//! # Docstore
//!
//! Embedded document storage built on memory-mapped files.
//!
//! Docstore keeps two kinds of on-disk structures, both of which grow in
//! place and survive reopening:
//!
//! - [`Collection`] - variable-length documents in padded records, addressed
//!   by their byte offset ([`RecordId`])
//! - [`HashTable`] - a persistent multimap from `u64` keys to `u64` values,
//!   typically field hashes to record ids
//!
//! ## Quick Start
//!
//! ```ignore
//! use docstore::prelude::*;
//!
//! let config = StorageConfig::create_or_read("./my-db".as_ref())?;
//! let docs = Collection::open("./my-db/docs", config.collection_options())?;
//! let by_name = HashTable::open("./my-db/by-name", config.hash_table_options())?;
//!
//! let id = docs.insert(br#"{"name":"Alice"}"#)?;
//! by_name.put(hash_str("Alice"), id.as_u64())?;
//!
//! for (_, raw) in by_name.get(hash_str("Alice"), 0, |_, _| true)? {
//!     let doc = docs.read(RecordId::from_raw(raw));
//! }
//! ```
//!
//! ## Crates
//!
//! | Crate | Contents |
//! |-------|----------|
//! | `docstore-core` | errors, options, persisted config |
//! | `docstore-storage` | mapped files, byte formats, collections |
//! | `docstore-concurrency` | per-bucket lock registry |
//! | `docstore-index` | hash table, key hashing |

#![warn(missing_docs)]

pub mod prelude;

pub use docstore_concurrency::{BucketLockRegistry, LockMode};
pub use docstore_core::{
    CollectionOptions, CorruptionCounter, Error, GrowthPolicy, HashTableOptions, Result,
    StorageConfig, CONFIG_FILE_NAME,
};
pub use docstore_index::{hash_bytes, hash_str, smear, HashTable};
pub use docstore_storage::{trim_padding, Collection, MappedFile, RecordId, ScanStats};

/// Byte formats of collection and hash files
pub use docstore_storage::format;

________________________

Assigned task –
Take the line above containing "lock registry |", the line containing "and hash files", and all lines in between, and copy them exactly without anything else.

Result of this exercise –
//! | `docstore-concurrency` | per-bucket lock registry |
//! | `docstore-index` | hash table, key hashing |

#![warn(missing_docs)]

pub mod prelude;

pub use docstore_concurrency::{BucketLockRegistry, LockMode};
pub use docstore_core::{
    CollectionOptions, CorruptionCounter, Error, GrowthPolicy, HashTableOptions, Result,
    StorageConfig, CONFIG_FILE_NAME,
};
pub use docstore_index::{hash_bytes, hash_str, smear, HashTable};
pub use docstore_storage::{trim_padding, Collection, MappedFile, RecordId, ScanStats};

/// Byte formats of collection and hash files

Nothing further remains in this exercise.